- Opening Delimiter -

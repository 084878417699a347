use std::path::PathBuf;
use std::sync::Arc;
use std::time::Duration;

use chrono::Utc;
use clap::Parser;
use maze_chase::autopilot::Autopilot;
use maze_chase::config::EngineConfig;
use maze_chase::engine::GameEngine;
use maze_chase::session::Session;
use maze_chase::types::Direction;
use serde_json::{json, Value};
use tokio::io::{AsyncBufReadExt, BufReader};
use tokio::sync::Mutex;

type SharedState = Arc<Mutex<PlayState>>;

#[derive(Parser, Debug)]
#[command(author, version, about)]
struct Cli {
    #[arg(long)]
    seed: Option<u32>,
    #[arg(long)]
    config: Option<PathBuf>,
    #[arg(long)]
    lives: Option<u32>,
    #[arg(long)]
    autopilot: bool,
    #[arg(long)]
    max_ticks: Option<u64>,
}

#[derive(Clone, Copy, Debug, PartialEq, Eq)]
enum Command {
    Move(Direction),
    Start,
    Stop,
    Sound,
    Quit,
}

struct PlayState {
    engine: GameEngine,
    autopilot: Option<Autopilot>,
    quit: bool,
}

#[tokio::main]
async fn main() {
    let cli = Cli::parse();
    let seed = cli.seed.unwrap_or_else(rand::random::<u32>);

    let mut config = match cli.config.as_deref() {
        Some(path) => match EngineConfig::load(path) {
            Ok(config) => config,
            Err(error) => {
                emit_log("error", "config_load_failed", json!({ "error": error.to_string() }));
                std::process::exit(2);
            }
        },
        None => EngineConfig::default(),
    };
    if let Some(lives) = cli.lives {
        config.starting_lives = lives.max(1);
    }
    let tick_ms = config.tick_ms;

    let session = Session::new(config.starting_lives);
    let engine = match GameEngine::new(config, session, seed) {
        Ok(engine) => engine,
        Err(error) => {
            emit_log("error", "setup_failed", json!({ "error": error.to_string() }));
            std::process::exit(2);
        }
    };

    println!(
        "{}",
        json!({
            "type": "init",
            "seed": seed,
            "maze": engine.get_maze_init(),
        })
    );
    emit_log(
        "info",
        "play_started",
        json!({ "seed": seed, "tickMs": tick_ms, "autopilot": cli.autopilot }),
    );

    let state: SharedState = Arc::new(Mutex::new(PlayState {
        engine,
        autopilot: cli.autopilot.then(|| Autopilot::new(seed)),
        quit: false,
    }));
    if cli.autopilot {
        state.lock().await.engine.start_game();
    }
    start_input_reader(state.clone());

    let mut interval = tokio::time::interval(Duration::from_millis(tick_ms));
    loop {
        interval.tick().await;
        let mut guard = state.lock().await;
        if guard.quit {
            break;
        }
        for line in tick_play(&mut guard) {
            println!("{line}");
        }
        if cli
            .max_ticks
            .is_some_and(|limit| guard.engine.tick_count() >= limit)
        {
            break;
        }
    }

    let guard = state.lock().await;
    let session = guard.engine.session();
    emit_log(
        "info",
        "play_finished",
        json!({
            "ticks": guard.engine.tick_count(),
            "score": session.score(),
            "level": session.level(),
            "over": session.is_over(),
        }),
    );
}

fn start_input_reader(state: SharedState) {
    tokio::spawn(async move {
        let mut lines = BufReader::new(tokio::io::stdin()).lines();
        loop {
            let line = match lines.next_line().await {
                Ok(Some(line)) => line,
                Ok(None) => break,
                Err(error) => {
                    emit_log("warn", "stdin_read_failed", json!({ "error": error.to_string() }));
                    break;
                }
            };
            let Some(command) = parse_command(&line) else {
                if !line.trim().is_empty() {
                    emit_log("warn", "unknown_command", json!({ "input": line.trim() }));
                }
                continue;
            };
            let mut guard = state.lock().await;
            apply_command(&mut guard, command);
            if guard.quit {
                break;
            }
        }
    });
}

fn parse_command(line: &str) -> Option<Command> {
    let input = line.trim().to_ascii_lowercase();
    if let Some(dir) = Direction::parse_move(&input) {
        return Some(Command::Move(dir));
    }
    match input.as_str() {
        "start" => Some(Command::Start),
        "stop" => Some(Command::Stop),
        "sound" => Some(Command::Sound),
        "quit" | "q" => Some(Command::Quit),
        _ => None,
    }
}

fn apply_command(state: &mut PlayState, command: Command) {
    match command {
        Command::Move(dir) => state.engine.request_direction(dir),
        Command::Start => state.engine.start_game(),
        Command::Stop => state.engine.stop_game(),
        Command::Sound => {
            let enabled = state.engine.toggle_sound();
            emit_log("info", "sound_toggled", json!({ "enabled": enabled }));
        }
        Command::Quit => state.quit = true,
    }
}

fn tick_play(state: &mut PlayState) -> Vec<String> {
    if let Some(pilot) = state.autopilot.as_mut() {
        if state.engine.is_running() {
            let dir = pilot.choose(&state.engine);
            state.engine.request_direction(dir);
        }
    }
    let was_running = state.engine.is_running();
    state.engine.tick();
    let snapshot = state.engine.build_snapshot(true);
    if !was_running && snapshot.events.is_empty() {
        return Vec::new();
    }

    let mut lines = Vec::new();
    if snapshot.session.sound_enabled {
        for cue in snapshot.events.iter().filter_map(|event| event.sound_cue()) {
            lines.push(json!({ "type": "sound", "cue": cue }).to_string());
        }
    }
    lines.push(json!({ "type": "state", "snapshot": snapshot }).to_string());
    lines
}

fn emit_log(level: &str, event: &str, details: Value) {
    eprintln!(
        "{}",
        json!({
            "timestampMs": Utc::now().timestamp_millis(),
            "level": level,
            "event": event,
            "details": details,
        })
    );
}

- Closing Delimiter -

**BRIEF**
In the listing above, locate the line containing "for line in" and the line containing "let mut lines = BufReader::new(tokio::io::stdin()).lines();". Extract those two lines and every line between them, exactly as written, and only those.

**OUTPUT OF THE EXERCISE**
        for line in tick_play(&mut guard) {
            println!("{line}");
        }
        if cli
            .max_ticks
            .is_some_and(|limit| guard.engine.tick_count() >= limit)
        {
            break;
        }
    }

    let guard = state.lock().await;
    let session = guard.engine.session();
    emit_log(
        "info",
        "play_finished",
        json!({
            "ticks": guard.engine.tick_count(),
            "score": session.score(),
            "level": session.level(),
            "over": session.is_over(),
        }),
    );
}

fn start_input_reader(state: SharedState) {
    tokio::spawn(async move {
        let mut lines = BufReader::new(tokio::io::stdin()).lines();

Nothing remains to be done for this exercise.